## TASK OBJECTIVE:
Nothing but the lines from the top of the following entries through the line with "else is not." should be printed, exactly as they are.

## INFORMATION:

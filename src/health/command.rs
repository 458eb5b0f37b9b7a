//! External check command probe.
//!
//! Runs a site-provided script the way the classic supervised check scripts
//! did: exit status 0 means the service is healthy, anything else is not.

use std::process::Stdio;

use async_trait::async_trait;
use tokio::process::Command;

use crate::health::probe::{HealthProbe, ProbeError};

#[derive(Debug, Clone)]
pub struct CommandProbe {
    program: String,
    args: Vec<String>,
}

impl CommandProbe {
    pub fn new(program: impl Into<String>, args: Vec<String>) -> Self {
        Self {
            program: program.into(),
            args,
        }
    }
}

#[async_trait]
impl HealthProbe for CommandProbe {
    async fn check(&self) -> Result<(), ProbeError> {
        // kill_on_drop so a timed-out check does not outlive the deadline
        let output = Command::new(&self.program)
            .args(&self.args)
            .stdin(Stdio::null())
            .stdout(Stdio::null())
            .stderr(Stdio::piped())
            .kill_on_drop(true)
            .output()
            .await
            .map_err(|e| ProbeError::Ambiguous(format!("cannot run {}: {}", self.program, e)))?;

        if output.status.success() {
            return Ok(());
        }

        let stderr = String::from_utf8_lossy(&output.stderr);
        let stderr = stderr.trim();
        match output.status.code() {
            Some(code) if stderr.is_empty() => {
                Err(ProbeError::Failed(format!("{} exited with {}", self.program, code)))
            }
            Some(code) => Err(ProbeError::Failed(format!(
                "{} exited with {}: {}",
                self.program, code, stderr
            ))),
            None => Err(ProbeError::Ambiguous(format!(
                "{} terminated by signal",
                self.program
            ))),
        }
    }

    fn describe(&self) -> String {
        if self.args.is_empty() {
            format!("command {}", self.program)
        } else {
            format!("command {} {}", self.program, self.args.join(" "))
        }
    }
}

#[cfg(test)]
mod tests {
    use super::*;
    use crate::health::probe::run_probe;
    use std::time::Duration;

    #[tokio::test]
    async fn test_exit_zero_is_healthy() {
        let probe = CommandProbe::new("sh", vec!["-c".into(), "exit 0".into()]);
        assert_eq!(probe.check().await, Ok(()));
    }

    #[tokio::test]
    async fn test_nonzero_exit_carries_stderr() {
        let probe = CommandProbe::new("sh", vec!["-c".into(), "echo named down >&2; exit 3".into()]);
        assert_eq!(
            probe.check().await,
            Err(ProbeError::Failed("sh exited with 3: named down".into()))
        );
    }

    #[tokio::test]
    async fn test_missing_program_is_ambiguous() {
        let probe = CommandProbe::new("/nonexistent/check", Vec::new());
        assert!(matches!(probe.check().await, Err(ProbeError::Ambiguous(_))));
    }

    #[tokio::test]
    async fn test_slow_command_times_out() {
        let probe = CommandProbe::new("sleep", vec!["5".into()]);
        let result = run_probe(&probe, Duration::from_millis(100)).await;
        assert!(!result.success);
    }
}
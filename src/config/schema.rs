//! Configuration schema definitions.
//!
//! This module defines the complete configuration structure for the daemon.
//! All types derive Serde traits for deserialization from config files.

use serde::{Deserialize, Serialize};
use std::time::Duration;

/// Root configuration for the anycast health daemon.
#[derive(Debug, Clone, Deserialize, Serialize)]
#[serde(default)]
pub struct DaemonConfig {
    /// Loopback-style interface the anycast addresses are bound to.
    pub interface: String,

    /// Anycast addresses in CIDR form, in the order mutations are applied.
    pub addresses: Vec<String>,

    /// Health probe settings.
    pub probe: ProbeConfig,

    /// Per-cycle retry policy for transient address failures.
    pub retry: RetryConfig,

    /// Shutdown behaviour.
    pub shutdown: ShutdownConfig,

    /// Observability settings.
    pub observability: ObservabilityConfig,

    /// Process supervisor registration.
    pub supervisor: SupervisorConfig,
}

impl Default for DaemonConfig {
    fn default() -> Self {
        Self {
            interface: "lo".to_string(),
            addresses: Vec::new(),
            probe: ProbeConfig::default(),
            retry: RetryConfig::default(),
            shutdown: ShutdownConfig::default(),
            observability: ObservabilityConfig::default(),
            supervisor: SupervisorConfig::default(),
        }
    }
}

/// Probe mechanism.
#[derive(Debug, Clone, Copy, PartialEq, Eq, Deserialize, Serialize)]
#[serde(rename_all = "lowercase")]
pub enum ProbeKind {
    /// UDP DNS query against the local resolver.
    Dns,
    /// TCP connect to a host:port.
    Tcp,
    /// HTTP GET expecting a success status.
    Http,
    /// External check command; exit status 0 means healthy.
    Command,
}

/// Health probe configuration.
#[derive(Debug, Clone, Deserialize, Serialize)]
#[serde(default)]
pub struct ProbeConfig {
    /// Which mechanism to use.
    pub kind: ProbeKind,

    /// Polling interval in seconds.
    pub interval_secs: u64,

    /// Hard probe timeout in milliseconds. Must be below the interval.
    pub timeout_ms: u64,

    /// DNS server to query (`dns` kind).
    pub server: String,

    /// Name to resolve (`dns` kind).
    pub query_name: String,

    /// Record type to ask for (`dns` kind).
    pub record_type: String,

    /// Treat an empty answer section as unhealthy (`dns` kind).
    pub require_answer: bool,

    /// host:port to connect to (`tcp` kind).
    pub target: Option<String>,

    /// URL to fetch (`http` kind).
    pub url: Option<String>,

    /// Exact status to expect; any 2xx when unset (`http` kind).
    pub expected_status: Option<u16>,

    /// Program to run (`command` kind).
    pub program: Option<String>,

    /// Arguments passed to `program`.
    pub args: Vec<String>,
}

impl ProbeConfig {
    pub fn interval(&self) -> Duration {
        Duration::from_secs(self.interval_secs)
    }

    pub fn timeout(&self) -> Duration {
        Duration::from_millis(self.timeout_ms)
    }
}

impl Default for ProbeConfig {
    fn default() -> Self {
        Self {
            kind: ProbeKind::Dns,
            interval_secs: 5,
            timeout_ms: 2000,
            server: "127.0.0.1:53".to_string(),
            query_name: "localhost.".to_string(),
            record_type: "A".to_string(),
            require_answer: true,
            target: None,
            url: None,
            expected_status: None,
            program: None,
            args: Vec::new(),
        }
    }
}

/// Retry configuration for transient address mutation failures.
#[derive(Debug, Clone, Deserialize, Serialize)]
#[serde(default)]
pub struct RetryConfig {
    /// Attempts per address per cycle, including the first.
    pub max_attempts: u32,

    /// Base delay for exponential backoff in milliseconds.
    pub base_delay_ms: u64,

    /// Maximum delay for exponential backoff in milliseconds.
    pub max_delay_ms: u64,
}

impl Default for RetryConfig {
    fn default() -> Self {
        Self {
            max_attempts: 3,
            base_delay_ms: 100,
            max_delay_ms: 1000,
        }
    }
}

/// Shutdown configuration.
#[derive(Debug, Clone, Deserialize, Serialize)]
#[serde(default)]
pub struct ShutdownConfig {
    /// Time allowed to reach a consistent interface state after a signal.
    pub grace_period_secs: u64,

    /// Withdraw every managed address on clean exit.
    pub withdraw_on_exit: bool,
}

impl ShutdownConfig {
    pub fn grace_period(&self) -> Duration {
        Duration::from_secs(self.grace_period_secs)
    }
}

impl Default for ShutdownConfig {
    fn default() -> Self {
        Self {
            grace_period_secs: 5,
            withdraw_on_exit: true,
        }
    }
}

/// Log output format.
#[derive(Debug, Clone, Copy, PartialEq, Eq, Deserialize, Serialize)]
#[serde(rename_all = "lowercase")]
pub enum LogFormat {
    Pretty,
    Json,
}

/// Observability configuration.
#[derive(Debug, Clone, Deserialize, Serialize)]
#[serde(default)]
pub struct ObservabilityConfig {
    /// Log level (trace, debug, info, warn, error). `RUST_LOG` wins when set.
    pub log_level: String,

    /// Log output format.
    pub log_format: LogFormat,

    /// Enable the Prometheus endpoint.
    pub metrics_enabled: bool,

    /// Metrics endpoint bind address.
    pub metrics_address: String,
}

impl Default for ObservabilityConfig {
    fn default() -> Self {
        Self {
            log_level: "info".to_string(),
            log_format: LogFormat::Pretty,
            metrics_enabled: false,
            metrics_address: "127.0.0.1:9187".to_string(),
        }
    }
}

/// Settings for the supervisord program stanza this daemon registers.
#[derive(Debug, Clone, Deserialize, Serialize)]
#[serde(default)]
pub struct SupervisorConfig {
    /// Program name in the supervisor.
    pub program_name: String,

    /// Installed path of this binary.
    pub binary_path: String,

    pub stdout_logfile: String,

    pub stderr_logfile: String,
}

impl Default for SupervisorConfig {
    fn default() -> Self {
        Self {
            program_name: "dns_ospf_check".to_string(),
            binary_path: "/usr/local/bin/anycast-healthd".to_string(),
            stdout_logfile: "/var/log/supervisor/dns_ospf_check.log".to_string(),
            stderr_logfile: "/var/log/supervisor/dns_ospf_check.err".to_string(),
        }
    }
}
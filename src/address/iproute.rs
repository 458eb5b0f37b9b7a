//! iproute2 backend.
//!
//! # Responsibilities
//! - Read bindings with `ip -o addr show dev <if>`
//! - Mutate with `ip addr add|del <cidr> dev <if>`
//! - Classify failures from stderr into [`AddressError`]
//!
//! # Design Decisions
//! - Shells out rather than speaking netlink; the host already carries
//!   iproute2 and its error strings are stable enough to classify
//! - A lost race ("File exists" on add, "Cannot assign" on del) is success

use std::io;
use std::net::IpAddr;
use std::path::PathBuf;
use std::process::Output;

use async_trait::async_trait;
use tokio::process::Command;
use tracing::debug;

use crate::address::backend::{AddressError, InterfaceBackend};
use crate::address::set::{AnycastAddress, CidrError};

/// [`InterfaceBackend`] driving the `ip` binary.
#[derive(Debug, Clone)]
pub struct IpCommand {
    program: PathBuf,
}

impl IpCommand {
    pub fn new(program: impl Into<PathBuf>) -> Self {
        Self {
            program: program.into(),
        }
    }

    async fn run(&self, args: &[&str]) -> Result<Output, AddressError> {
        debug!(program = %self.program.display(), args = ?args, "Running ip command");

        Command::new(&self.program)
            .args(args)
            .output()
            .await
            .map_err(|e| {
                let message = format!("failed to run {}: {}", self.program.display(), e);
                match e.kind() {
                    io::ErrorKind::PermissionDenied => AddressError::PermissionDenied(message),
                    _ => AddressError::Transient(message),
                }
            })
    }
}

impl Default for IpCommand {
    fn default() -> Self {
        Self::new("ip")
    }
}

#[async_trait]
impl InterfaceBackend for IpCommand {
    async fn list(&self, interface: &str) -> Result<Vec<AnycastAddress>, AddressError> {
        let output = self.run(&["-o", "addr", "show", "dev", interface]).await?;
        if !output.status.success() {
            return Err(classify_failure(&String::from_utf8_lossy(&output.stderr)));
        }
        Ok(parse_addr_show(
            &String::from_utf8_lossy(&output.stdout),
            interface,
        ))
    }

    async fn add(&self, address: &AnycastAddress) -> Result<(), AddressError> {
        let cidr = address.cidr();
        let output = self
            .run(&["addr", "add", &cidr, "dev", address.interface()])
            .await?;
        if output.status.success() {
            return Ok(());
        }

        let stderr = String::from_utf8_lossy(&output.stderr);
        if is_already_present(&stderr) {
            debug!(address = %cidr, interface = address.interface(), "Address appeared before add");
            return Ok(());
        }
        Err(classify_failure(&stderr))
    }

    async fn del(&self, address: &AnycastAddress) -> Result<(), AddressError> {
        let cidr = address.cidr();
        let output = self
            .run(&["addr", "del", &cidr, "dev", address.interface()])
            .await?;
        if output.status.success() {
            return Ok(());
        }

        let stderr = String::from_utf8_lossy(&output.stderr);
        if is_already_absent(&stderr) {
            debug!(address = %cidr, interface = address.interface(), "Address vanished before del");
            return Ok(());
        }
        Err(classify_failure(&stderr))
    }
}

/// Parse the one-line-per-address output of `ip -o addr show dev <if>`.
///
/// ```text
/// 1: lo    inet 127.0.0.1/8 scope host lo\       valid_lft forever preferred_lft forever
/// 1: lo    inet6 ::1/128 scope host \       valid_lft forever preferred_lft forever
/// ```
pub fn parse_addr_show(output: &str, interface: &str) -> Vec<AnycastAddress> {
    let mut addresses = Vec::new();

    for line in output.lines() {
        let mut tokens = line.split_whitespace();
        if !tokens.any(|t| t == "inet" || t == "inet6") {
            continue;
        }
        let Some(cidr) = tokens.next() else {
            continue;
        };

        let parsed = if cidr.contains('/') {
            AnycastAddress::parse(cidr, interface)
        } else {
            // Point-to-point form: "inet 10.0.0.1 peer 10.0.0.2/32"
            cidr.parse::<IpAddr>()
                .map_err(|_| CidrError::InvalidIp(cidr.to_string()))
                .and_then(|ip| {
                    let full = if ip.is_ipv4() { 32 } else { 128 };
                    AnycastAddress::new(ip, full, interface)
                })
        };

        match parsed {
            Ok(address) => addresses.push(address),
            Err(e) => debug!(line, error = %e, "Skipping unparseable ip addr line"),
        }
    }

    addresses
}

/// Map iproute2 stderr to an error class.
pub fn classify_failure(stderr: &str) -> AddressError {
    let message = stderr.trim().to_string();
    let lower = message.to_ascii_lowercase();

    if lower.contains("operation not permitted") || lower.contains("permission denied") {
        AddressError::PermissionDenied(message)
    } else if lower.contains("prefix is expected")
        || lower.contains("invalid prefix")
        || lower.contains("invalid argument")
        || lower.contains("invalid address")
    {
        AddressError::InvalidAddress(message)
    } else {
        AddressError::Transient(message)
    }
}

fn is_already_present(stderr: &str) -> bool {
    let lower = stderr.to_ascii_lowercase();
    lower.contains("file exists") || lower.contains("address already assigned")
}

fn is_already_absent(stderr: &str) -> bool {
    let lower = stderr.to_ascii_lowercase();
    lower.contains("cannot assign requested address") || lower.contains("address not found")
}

## ANSWER BOX:
filename src/health/command.rs
repository 458eb5b0f37b9b7a
//! External check command probe.
//!
//! Runs a site-provided script the way the classic supervised check scripts
//! did: exit status 0 means the service is healthy, anything else is not.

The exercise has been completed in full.